As discussed earlier, TSVs suffer from interfacial cracks and EMinduced voids and such latent defects usually manifest themselves as hard-to-predict timing errors on critical paths with TSVs. From this perspective, TSV BIST techniques (e.g., [23]) are insufficient for in-field test and diagnosis because they target on faults occurred in individual TSV structure (and often consider TSV open/short only) instead of delay faults of circuit paths with TSVs. For example, as discussed in Section 2.2, using a fault-free TSV to replace a faulty one does not necessarily lead to a valid repair solution because of the unknown signal timing slack changes with circuit aging.

Consequently, it is important to online test those critical paths that go through TSVs. To be specific, for each TSV, we need to pick one or more long paths that go through it and store the corresponding path delay test patterns in non-volatile memory (in a compressed form to reduce the storage requirement, whenever possible).

Note that, we try to overcome the delay fault on a particular path with TSVs by signal rerouting using other TSVs. Even though this strategy mainly targets TSV degradation/failure, it can also be used to target for path delay faults caused by the degradation of other onpath circuit elements. That is, as long as the identified repair solution is confirmed to be valid with online testing, it is not necessary to root-cause the path delay fault to a particular circuit element.

#### 3.2 Spare TSV Sharing and Reconfiguration

Due to the clustering effects of latent faults, unless the redundancy ratio is quite high, we may still run into the situation that some faulty TSV grids lack spare TSVs while the others have many redundant TSVs. We therefore propose to enhance the TSV redundancy architecture presented in [18] by allowing spare TSV sharing between TSV grids, as shown in Fig. 5.

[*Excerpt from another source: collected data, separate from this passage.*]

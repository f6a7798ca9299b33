//! Per-camera snapshot derivation.

use std::collections::HashSet;

use crate::spatial::{ChunkId, ChunkManager};
use crate::world::WorldSnapshot;

/// Camera parameters for one derived view.
#[derive(Debug, Clone, Copy)]
pub struct ReplicationRequest {
    pub camera_x: i32,
    pub camera_y: i32,
    pub aoi_enabled: bool,
    pub aoi_radius: i32,
}

/// Filters `source` down to the camera's visible chunk set.
///
/// Snake visibility is head-based: a snake whose head chunk is visible is
/// kept whole. Grid dimensions and tick are always preserved.
pub fn build_snapshot(
    source: WorldSnapshot,
    chunk_manager: &ChunkManager,
    req: &ReplicationRequest,
) -> WorldSnapshot {
    if !req.aoi_enabled {
        return source;
    }

    let center = chunk_manager.coord_to_chunk(req.camera_x, req.camera_y);
    let visible: HashSet<ChunkId> = chunk_manager
        .chunks_in_radius(center, req.aoi_radius)
        .into_iter()
        .collect();

    let mut out = WorldSnapshot {
        tick: source.tick,
        w: source.w,
        h: source.h,
        snakes: Vec::with_capacity(source.snakes.len()),
        foods: Vec::with_capacity(source.foods.len()),
    };

    for s in source.snakes {
        if chunk_manager.snake_in_chunks(s.id, &visible) {
            out.snakes.push(s);
        }
    }

    for f in source.foods {
        if chunk_manager.food_in_chunks(f, &visible) {
            out.foods.push(f);
        }
    }

    out
}

#[cfg(test)]
mod tests {
    use super::*;
    use crate::entity::{Cell, Dir, Food, Snake};

    fn snake(id: i32, head: (i32, i32), tail: (i32, i32)) -> Snake {
        Snake {
            id,
            user_id: id,
            color: "#00ff00".to_string(),
            dir: Dir::Stop,
            paused: false,
            alive: true,
            grow: 0,
            body: vec![Cell::new(head.0, head.1), Cell::new(tail.0, tail.1)],
        }
    }

    fn world_snapshot(snakes: Vec<Snake>, foods: Vec<Food>) -> WorldSnapshot {
        WorldSnapshot {
            tick: 9,
            w: 64,
            h: 64,
            snakes,
            foods,
        }
    }

    #[test]
    fn disabled_aoi_passes_everything_through() {
        let mgr = ChunkManager::new(16, false);
        let source = world_snapshot(
            vec![snake(1, (2, 2), (3, 2))],
            vec![Food { x: 60, y: 60 }],
        );

        let out = build_snapshot(source.clone(), &mgr, &ReplicationRequest {
            camera_x: 0,
            camera_y: 0,
            aoi_enabled: false,
            aoi_radius: 1,
        });

        assert_eq!(out.snakes.len(), 1);
        assert_eq!(out.foods.len(), 1);
        assert_eq!(out.tick, source.tick);
    }

    #[test]
    fn aoi_keeps_head_visible_snakes_whole() {
        let mut mgr = ChunkManager::new(16, false);
        // Head in chunk (0,0), tail stretching into chunk (1,0).
        let near = snake(1, (15, 2), (16, 2));
        let far = snake(2, (60, 60), (61, 60));
        let snakes = vec![near, far];
        let foods = vec![Food { x: 5, y: 5 }, Food { x: 60, y: 5 }];
        mgr.rebuild(&snakes, &foods, &Vec::new(), 9);

        let out = build_snapshot(world_snapshot(snakes, foods), &mgr, &ReplicationRequest {
            camera_x: 8,
            camera_y: 8,
            aoi_enabled: true,
            aoi_radius: 0,
        });

        assert_eq!(out.snakes.len(), 1);
        assert_eq!(out.snakes[0].id, 1);
        assert_eq!(out.snakes[0].body.len(), 2);
        assert_eq!(out.foods, vec![Food { x: 5, y: 5 }]);
        assert_eq!(out.w, 64);
        assert_eq!(out.h, 64);
    }

    #[test]
    fn radius_widens_the_visible_set() {
        let mut mgr = ChunkManager::new(16, false);
        let snakes = vec![snake(1, (20, 8), (21, 8))];
        mgr.rebuild(&snakes, &[], &Vec::new(), 1);

        let narrow = build_snapshot(
            world_snapshot(snakes.clone(), Vec::new()),
            &mgr,
            &ReplicationRequest {
                camera_x: 8,
                camera_y: 8,
                aoi_enabled: true,
                aoi_radius: 0,
            },
        );
        assert!(narrow.snakes.is_empty());

        let wide = build_snapshot(
            world_snapshot(snakes, Vec::new()),
            &mgr,
            &ReplicationRequest {
                camera_x: 8,
                camera_y: 8,
                aoi_enabled: true,
                aoi_radius: 1,
            },
        );
        assert_eq!(wide.snakes.len(), 1);
    }
}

Given the above TSV redundancy architecture for a 3D IC, the design flow of the proposed in-field repair solution is as follows. With online testing triggered periodically or by events, if a particular path with TSVs is found to be faulty, our TSV repair algorithm (detailed in Section 4) is called upon to obtain a possible repair solution. Afterwards, we rerun online testing to check whether this solution is acceptable. The above procedure iterates until a valid repair solution is achieved. The 3D IC is regarded as being irreparable if the circuit is not free of path delay faults after tall the possible repair solutions have been considered.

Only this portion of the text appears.